___ Records for the exercise ___
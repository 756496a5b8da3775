//! # appx
//!
//! Assembles APPX packages: ZIP archives holding a set of files together with
//! the generated `[Content_Types].xml` and `AppxBlockMap.xml` parts and,
//! optionally, an `AppxSignature.p7x` signature.
//!
//! ## Features
//!
//! - Inputs as bare files, directory trees, `dest=src` pairs or a mapping file
//! - Byte-exact escaping of ZIP entry names, XML attributes and extensions
//! - Stored or deflated entries with per-block hashes in the block map
//! - ZIP64 end records, as required by the Windows package loader
//! - Signing through a pluggable [`Signer`], with an `openssl` based default
//!
//! ## Example
//!
//! ```no_run
//! use std::path::{Path, PathBuf};
//! use appx::{InputSpec, PackageOptions, create_package};
//!
//! #[tokio::main]
//! async fn main() -> anyhow::Result<()> {
//!     let inputs = [
//!         InputSpec::Path(PathBuf::from("build")),
//!         InputSpec::from_arg("Assets/logo.png=art/logo.png"),
//!     ];
//!     let options = PackageOptions {
//!         compression_level: 9,
//!         ..Default::default()
//!     };
//!     let summary = create_package(Path::new("app.appx"), &inputs, &options).await?;
//!     println!("{} files", summary.files);
//!     Ok(())
//! }
//! ```

pub mod cli;
pub mod encode;
pub mod error;
pub mod input;
pub mod io;
pub mod manifest;
pub mod mapping;
pub mod package;
pub mod sign;
pub mod zip;

pub use cli::Cli;
pub use error::{AppxError, MalformedMappingFile, Result};
pub use input::{Entry, InputSpec};
pub use io::{LocalFileReader, ReadAt};
pub use package::{PackageOptions, PackageSummary, create_package, write_package};
pub use sign::{AppxDigests, CommandSigner, SignError, Signer};
pub use zip::{PackageReader, ZipFileEntry};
___
* [Problem statement] Say how many of the lines above include the word "PackageOptions", giving the figure alone.

* [Answer for this exercise] 3